Write out all entries word for word.

★ ★ ★ ★ ★ ★ ★

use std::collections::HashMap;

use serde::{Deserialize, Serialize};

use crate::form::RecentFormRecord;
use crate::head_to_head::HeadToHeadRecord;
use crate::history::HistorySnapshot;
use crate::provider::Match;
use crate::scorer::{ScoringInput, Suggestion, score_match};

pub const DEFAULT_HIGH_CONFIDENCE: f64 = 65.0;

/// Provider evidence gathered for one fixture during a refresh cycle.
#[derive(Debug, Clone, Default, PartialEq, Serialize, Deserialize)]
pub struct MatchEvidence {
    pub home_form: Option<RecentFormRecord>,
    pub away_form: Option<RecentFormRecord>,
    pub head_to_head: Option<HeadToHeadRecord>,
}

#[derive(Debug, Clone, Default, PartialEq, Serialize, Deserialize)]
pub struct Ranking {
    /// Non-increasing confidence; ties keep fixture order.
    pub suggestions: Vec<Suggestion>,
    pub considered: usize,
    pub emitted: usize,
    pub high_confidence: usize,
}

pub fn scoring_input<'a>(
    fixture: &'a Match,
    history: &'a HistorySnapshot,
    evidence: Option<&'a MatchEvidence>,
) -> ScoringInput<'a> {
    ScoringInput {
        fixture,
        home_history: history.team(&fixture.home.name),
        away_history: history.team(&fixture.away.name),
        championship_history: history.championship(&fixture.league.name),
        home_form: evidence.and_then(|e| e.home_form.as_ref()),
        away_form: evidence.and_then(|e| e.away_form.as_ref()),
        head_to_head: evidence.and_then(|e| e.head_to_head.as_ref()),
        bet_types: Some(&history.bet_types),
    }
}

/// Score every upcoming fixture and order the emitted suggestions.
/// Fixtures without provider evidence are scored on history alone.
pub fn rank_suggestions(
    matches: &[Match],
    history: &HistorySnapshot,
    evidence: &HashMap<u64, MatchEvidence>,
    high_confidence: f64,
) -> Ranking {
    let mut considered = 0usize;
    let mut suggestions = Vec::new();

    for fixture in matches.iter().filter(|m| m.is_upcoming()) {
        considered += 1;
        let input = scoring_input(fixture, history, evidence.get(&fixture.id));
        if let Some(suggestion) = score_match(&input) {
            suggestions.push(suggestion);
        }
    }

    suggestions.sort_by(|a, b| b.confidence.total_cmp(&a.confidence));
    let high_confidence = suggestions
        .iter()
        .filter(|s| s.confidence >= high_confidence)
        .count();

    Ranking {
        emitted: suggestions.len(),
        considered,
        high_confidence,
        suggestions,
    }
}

★ ★ ★ ★ ★ ★ ★

== WORKED SOLUTION ==
use std::collections::HashMap;

use serde::{Deserialize, Serialize};

use crate::form::RecentFormRecord;
use crate::head_to_head::HeadToHeadRecord;
use crate::history::HistorySnapshot;
use crate::provider::Match;
use crate::scorer::{ScoringInput, Suggestion, score_match};

pub const DEFAULT_HIGH_CONFIDENCE: f64 = 65.0;

/// Provider evidence gathered for one fixture during a refresh cycle.
#[derive(Debug, Clone, Default, PartialEq, Serialize, Deserialize)]
pub struct MatchEvidence {
    pub home_form: Option<RecentFormRecord>,
    pub away_form: Option<RecentFormRecord>,
    pub head_to_head: Option<HeadToHeadRecord>,
}

#[derive(Debug, Clone, Default, PartialEq, Serialize, Deserialize)]
pub struct Ranking {
    /// Non-increasing confidence; ties keep fixture order.
    pub suggestions: Vec<Suggestion>,
    pub considered: usize,
    pub emitted: usize,
    pub high_confidence: usize,
}

pub fn scoring_input<'a>(
    fixture: &'a Match,
    history: &'a HistorySnapshot,
    evidence: Option<&'a MatchEvidence>,
) -> ScoringInput<'a> {
    ScoringInput {
        fixture,
        home_history: history.team(&fixture.home.name),
        away_history: history.team(&fixture.away.name),
        championship_history: history.championship(&fixture.league.name),
        home_form: evidence.and_then(|e| e.home_form.as_ref()),
        away_form: evidence.and_then(|e| e.away_form.as_ref()),
        head_to_head: evidence.and_then(|e| e.head_to_head.as_ref()),
        bet_types: Some(&history.bet_types),
    }
}

/// Score every upcoming fixture and order the emitted suggestions.
/// Fixtures without provider evidence are scored on history alone.
pub fn rank_suggestions(
    matches: &[Match],
    history: &HistorySnapshot,
    evidence: &HashMap<u64, MatchEvidence>,
    high_confidence: f64,
) -> Ranking {
    let mut considered = 0usize;
    let mut suggestions = Vec::new();

    for fixture in matches.iter().filter(|m| m.is_upcoming()) {
        considered += 1;
        let input = scoring_input(fixture, history, evidence.get(&fixture.id));
        if let Some(suggestion) = score_match(&input) {
            suggestions.push(suggestion);
        }
    }

    suggestions.sort_by(|a, b| b.confidence.total_cmp(&a.confidence));
    let high_confidence = suggestions
        .iter()
        .filter(|s| s.confidence >= high_confidence)
        .count();

    Ranking {
        emitted: suggestions.len(),
        considered,
        high_confidence,
        suggestions,
    }
}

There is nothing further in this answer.